At this moment the door of the apartment flew open, and the Templar presented himself […]. “I have found thee,” he said to Rebecca; “thou shalt prove I will keep my word to share weal and woe with thee—There is but one path to safety […] up, and instantly follow me.”
“Alone,” answered Rebecca, “I will not follow thee […]—save my aged father—save this wounded knight.”
“A knight,” answered the Templar […], “a knight […] must encounter his fate […], and who recks how or where a Jew meets with his?”
“Savage warrior,” replied Rebecca, “rather will I perish in the flames than accept safety from thee!”
“Thou shalt not chuse, Rebecca—once didst thou foil me, but never mortal did so twice.”
So saying, he seized on the terrified maiden, who filled the air with her shrieks, and bore her out of the room in his arms […].
“Thus,” said Rebecca, “do men throw on fate the issue of their own wild passions. But I do forgive thee, Bois-Guilbert, though the author of my early death. There are noble things which cross over they powerful mind; but it is the garden of the sluggard, and the weeds have rushed up, and conspired to choak the fair and wholesome blossom.”

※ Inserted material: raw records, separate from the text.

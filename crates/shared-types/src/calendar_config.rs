//! Calendar widget options and request-listing mode

use serde::{Deserialize, Serialize};

/// Toolbar layout handed to the calendar widget
#[derive(Debug, Clone, Serialize, Deserialize, PartialEq, Eq)]
pub struct HeaderToolbar {
    pub left: String,
    pub center: String,
    pub right: String,
}

impl Default for HeaderToolbar {
    fn default() -> Self {
        Self {
            left: "prev,next today".to_string(),
            center: "title".to_string(),
            right: "dayGridMonth,timeGridWeek,timeGridDay".to_string(),
        }
    }
}

/// Options used when the calendar widget is constructed
#[derive(Debug, Clone, Serialize, Deserialize, PartialEq, Eq)]
#[serde(rename_all = "camelCase", default)]
pub struct CalendarOptions {
    pub initial_view: String,
    pub locale: String,
    /// 0 = Sunday, 1 = Monday
    pub first_day: u8,
    pub header_toolbar: HeaderToolbar,
}

impl Default for CalendarOptions {
    fn default() -> Self {
        Self {
            initial_view: "dayGridMonth".to_string(),
            locale: "de".to_string(),
            first_day: 1,
            header_toolbar: HeaderToolbar::default(),
        }
    }
}

/// Where open requests are separated from accepted ones
#[derive(Debug, Clone, Copy, Default, Serialize, Deserialize, PartialEq, Eq)]
#[serde(rename_all = "lowercase")]
pub enum StatusFilterMode {
    /// One listing call, partitioned locally
    #[default]
    Client,
    /// The open list is requested with `status=open`
    Server,
}
//! Shift code normalization
//!
//! Roster codes are short, inconsistently cased strings. Every consumer works
//! with the derived [`ShiftLabel`], never with the raw code.

use shift_board_shared::{ShiftClass, ShiftLabel};

/// Code sets checked in priority order
const CODE_SETS: [(&[&str], ShiftLabel); 4] = [
    (&["EF", "FN"], ShiftLabel::Fruehschicht),
    (&["ES", "SN"], ShiftLabel::Spaetschicht),
    (&["K2N", "AK2", "AKN", "N", "NA"], ShiftLabel::Nachtschicht),
    (&["U", "O"], ShiftLabel::Urlaub),
];

const OFF_CODE: &str = "AV";

/// Map a raw roster code to its display label. Total: never fails.
pub fn normalize_code(raw: Option<&str>) -> ShiftLabel {
    let code = raw.unwrap_or_default().trim().to_uppercase();

    for (codes, label) in CODE_SETS.iter() {
        if codes.contains(&code.as_str()) {
            return label.clone();
        }
    }

    if code == OFF_CODE {
        return ShiftLabel::Frei;
    }

    ShiftLabel::Raw(code)
}

/// Styling tag for a label, matched on the lowercased label text
pub fn classify(label: &ShiftLabel) -> ShiftClass {
    let text = label.as_str().to_lowercase();

    if text.contains("früh") {
        ShiftClass::Frueh
    } else if text.contains("spät") {
        ShiftClass::Spaet
    } else if text.contains("nacht") {
        ShiftClass::Nacht
    } else if text.contains("urlaub") {
        ShiftClass::Urlaub
    } else if text.contains("frei") {
        ShiftClass::Frei
    } else {
        ShiftClass::Unstyled
    }
}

“Yet,” said the Templar, “I am, Rebecca, as thou hast spoken me, untaught, untamed—and proud, that, amidst a shoal of empty fools and crafty bigots, I have retained the pre-eminent fortitude that places me above them. I have been a child of battle from youth upward, high in my views, steady and inflexible in pursuing them. Such must I remain—proud, inflexible, and unchanging; and of this the world shall have proof.—But thou forgivest me, Rebecca?”
“As freely as ever victim forgave her executioner.”